Many people have heard of the 1971 New York Times article by James Reston about his experience with acupuncture in his recovery from an emergency appendectomy. Reston was in China at the time, which was quite unusual in the first place. In 1971 China was in the grip of the Cultural Revolution, and very few foreigners were allowed into the country. He had an appendectomy the standard biomedical way, but for post-surgical pain was treated with acupuncture and moxibustion:

However, I was in considerable discomfort if not pain during the second night after the operation, and Li Chang-yuan, doctor of acupuncture at the hospital, with my approval, inserted three long thin needles into the outer part of my right elbow and below my knees and manipulated them in order to stimulate the intestine and relieve the pressure and distension of the stomach.

That sent ripples of pain racing through my limbs and, at least, had the effect of diverting my attention from the distress in my stomach.
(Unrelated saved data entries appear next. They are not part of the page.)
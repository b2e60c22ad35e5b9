//! Upstream popular-repository source against a mock endpoint.

use popular_repos_analyzer::domain::errors::FetchError;
use popular_repos_analyzer::domain::models::UpstreamConfig;
use popular_repos_analyzer::domain::ports::RepositorySource;
use popular_repos_analyzer::infrastructure::upstream::HttpRepositorySource;
use serde_json::json;
use wiremock::matchers::{header, method, path};
use wiremock::{Mock, MockServer, ResponseTemplate};

fn source_for(server: &MockServer) -> HttpRepositorySource {
    HttpRepositorySource::new(&UpstreamConfig {
        url: format!("{}/index.json", server.uri()),
        timeout_secs: 5,
    })
    .unwrap()
}

#[tokio::test]
async fn test_fetches_and_decodes_repositories() {
    let mock_server = MockServer::start().await;

    Mock::given(method("GET"))
        .and(path("/index.json"))
        .and(header("accept", "application/json"))
        .respond_with(ResponseTemplate::new(200).set_body_json(json!({
            "repositories": [
                {
                    "name": "repo1",
                    "full_name": "user/repo1",
                    "description": "Test repository",
                    "owner": { "login": "user", "avatar_url": "https://example.com/a.png", "type": "User" },
                    "created_at": "2020-01-01T00:00:00Z",
                    "updated_at": "2023-06-15T12:00:00Z",
                    "stargazers_count": 100,
                    "forks_count": 20,
                    "language": "JavaScript",
                    "license": { "key": "mit", "name": "MIT License" },
                    "topics": ["web", "api"],
                    "readme": "# Repo 1",
                    "watchers": 100
                }
            ]
        })))
        .expect(1)
        .mount(&mock_server)
        .await;

    let repos = source_for(&mock_server).fetch_popular().await.unwrap();

    assert_eq!(repos.len(), 1);
    let repo = &repos[0];
    assert_eq!(repo.full_name, "user/repo1");
    assert_eq!(repo.updated_at, "2023-06-15T12:00:00Z");
    assert_eq!(repo.stargazers_count, 100);
    assert_eq!(repo.readme.as_deref(), Some("# Repo 1"));
    assert_eq!(
        repo.owner.as_ref().and_then(|o| o.owner_type.as_deref()),
        Some("User")
    );
    // Unknown upstream fields are carried along.
    assert_eq!(repo.extra.get("watchers"), Some(&json!(100)));
}

#[tokio::test]
async fn test_non_success_status_is_a_fetch_error() {
    let mock_server = MockServer::start().await;

    Mock::given(method("GET"))
        .and(path("/index.json"))
        .respond_with(ResponseTemplate::new(500))
        .mount(&mock_server)
        .await;

    let err = source_for(&mock_server).fetch_popular().await.unwrap_err();

    assert!(matches!(err, FetchError::Status { status: 500, .. }));
    assert_eq!(
        err.to_string(),
        "Failed to fetch popular repositories: Popular repos API returned 500: Internal Server Error"
    );
}

#[tokio::test]
async fn test_invalid_body_is_a_decode_error() {
    let mock_server = MockServer::start().await;

    Mock::given(method("GET"))
        .and(path("/index.json"))
        .respond_with(ResponseTemplate::new(200).set_body_string("<html>not json</html>"))
        .mount(&mock_server)
        .await;

    let err = source_for(&mock_server).fetch_popular().await.unwrap_err();

    assert!(matches!(err, FetchError::Decode(_)));
}
use futures::future::join_all;
use std::sync::Arc;
use std::time::Duration;
use tracing::{debug, error, info, instrument};

use crate::domain::errors::{AnalysisError, EnhanceError};
use crate::domain::models::{EnhancedRepository, Repository, RepositoryAnalysis};
use crate::domain::ports::RepositoryAnalyzer;
use crate::services::cache_store::{analysis_cache_key, CacheStore};

/// Attaches an analysis to every repository, reusing cached analyses.
///
/// Repositories are processed concurrently and independently: one failing
/// analysis becomes a fallback for that entry only. Output order matches
/// input order.
pub struct EnhancementOrchestrator {
    cache: Arc<CacheStore>,
    analyzer: Arc<dyn RepositoryAnalyzer>,
    analysis_ttl: Duration,
}

impl EnhancementOrchestrator {
    pub fn new(
        cache: Arc<CacheStore>,
        analyzer: Arc<dyn RepositoryAnalyzer>,
        analysis_ttl: Duration,
    ) -> Self {
        Self {
            cache,
            analyzer,
            analysis_ttl,
        }
    }

    /// Enhance `repositories` with analyses.
    ///
    /// Fails before any per-repository work when `api_key` is missing or blank.
    #[instrument(skip_all, fields(count = repositories.len()))]
    pub async fn enhance(
        &self,
        repositories: Vec<Repository>,
        api_key: Option<&str>,
    ) -> Result<Vec<EnhancedRepository>, EnhanceError> {
        let api_key = api_key
            .map(str::trim)
            .filter(|key| !key.is_empty())
            .ok_or(EnhanceError::MissingApiKey)?;

        let enhanced = join_all(
            repositories
                .into_iter()
                .map(|repository| self.enhance_one(repository, api_key)),
        )
        .await;

        info!(count = enhanced.len(), "enhanced repositories");
        Ok(enhanced)
    }

    async fn enhance_one(&self, repository: Repository, api_key: &str) -> EnhancedRepository {
        let analysis = match self.analysis_for(&repository, api_key).await {
            Ok(analysis) => analysis,
            Err(err) => {
                error!(
                    repository = %repository.full_name,
                    error = %err,
                    "error enhancing repository, using fallback"
                );
                RepositoryAnalysis::unavailable(&repository.name)
            }
        };

        EnhancedRepository {
            repository,
            analysis,
        }
    }

    async fn analysis_for(
        &self,
        repository: &Repository,
        api_key: &str,
    ) -> Result<RepositoryAnalysis, AnalysisError> {
        let key = analysis_cache_key(&repository.full_name, &repository.updated_at);

        if let Some(cached) = self.cache.get_analysis(&key).await {
            debug!(repository = %repository.full_name, "using cached analysis");
            return Ok(cached);
        }

        debug!(repository = %repository.full_name, "analyzing repository");
        let analysis = self.analyzer.analyze(repository, api_key).await?;
        self.cache
            .store_analysis(&key, &analysis, self.analysis_ttl)
            .await;

        Ok(analysis)
    }
}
Meanwhile, Doctor Li lit two pieces of an herb called ai, which looked like the burning stumps of a broken cheap cigar, and held them close to my abdomen while occasionally twirling the needles into action.

All this took about 20 minutes, during which I remember thinking that it was a rather complicated way to get rid of gas in the stomach, but there was noticeable relaxation of the pressure and distension within an hour and no recurrence of the problem thereafter.

Reston's article provoked great interest in acupuncture. In 1976 California became the first state to license acupuncture, where just two years earlier pioneering acupuncturist Miriam Lee was arrested for practicing medicine without a license. My martial arts teacher Dr. Alex Feng was one of the first acupuncturists licensed in California (his license number is 297 - mine is 13299).

In 2006 a Chinese publication, the People's Daily, wrote a follow-up which had an interview with some of the original doctors mentioned in Reston's article.